WORK ITEM: Transcribe the line containing "every available GPU." and every line after it, exactly, through the end of the records.

RECORDS TO PROCESS:

<<<<

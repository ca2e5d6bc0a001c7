// Copyright 2021 The rust-pretrain Authors
// Licensed under the Apache License, Version 2.0 (the "License");
// you may not use this file except in compliance with the License.
// You may obtain a copy of the License at
//     http://www.apache.org/licenses/LICENSE-2.0
// Unless required by applicable law or agreed to in writing, software
// distributed under the License is distributed on an "AS IS" BASIS,
// WITHOUT WARRANTIES OR CONDITIONS OF ANY KIND, either express or implied.
// See the License for the specific language governing permissions and
// limitations under the License.


//! # Pretraining of Reformer language models in Rust
//!
//! Training drivers for two pretraining regimes built on [tch-rs](https://github.com/LaurentMazare/tch-rs)
//! and the Reformer implementation of [rust-bert](https://github.com/guillaume-be/rust-bert):
//! - a causal (autoregressive) Reformer language model trained with Adafactor
//! - ELECTRA replaced token detection with a Reformer generator and a Reformer discriminator,
//!   trained with AdamW and a linear warmup/decay schedule
//!
//! The training loop (`trainer::Trainer`) resumes from checkpoints, accumulates gradients over
//! micro-batches, reports and evaluates periodically and spreads batches over every available GPU.
//!
//! ```no_run
//! use rust_pretrain::common::{Config, DeviceSpec};
//! use rust_pretrain::drivers::{pretrain_autoregressive, AutoRegressiveConfig};
//!
//! # fn main() -> anyhow::Result<()> {
//! let config = AutoRegressiveConfig::from_file("config/autoregressive-pretrain.json")?;
//! let devices = DeviceSpec::Auto.devices()?;
//! let summary = pretrain_autoregressive(&config, &devices, 9)?;
//! println!("{:?}", summary.eval);
//! # Ok(())
//! # }
//! ```

pub mod common;
pub mod data;
pub mod drivers;
pub mod electra;
pub mod optimizer;
pub mod reformer;
pub mod trainer;

pub use common::{Config, DeviceSpec, PretrainError};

>>>>

SOLVED PROBLEM:
//! micro-batches, reports and evaluates periodically and spreads batches over every available GPU.
//!
//! ```no_run
//! use rust_pretrain::common::{Config, DeviceSpec};
//! use rust_pretrain::drivers::{pretrain_autoregressive, AutoRegressiveConfig};
//!
//! # fn main() -> anyhow::Result<()> {
//! let config = AutoRegressiveConfig::from_file("config/autoregressive-pretrain.json")?;
//! let devices = DeviceSpec::Auto.devices()?;
//! let summary = pretrain_autoregressive(&config, &devices, 9)?;
//! println!("{:?}", summary.eval);
//! # Ok(())
//! # }
//! ```

pub mod common;
pub mod data;
pub mod drivers;
pub mod electra;
pub mod optimizer;
pub mod reformer;
pub mod trainer;

pub use common::{Config, DeviceSpec, PretrainError};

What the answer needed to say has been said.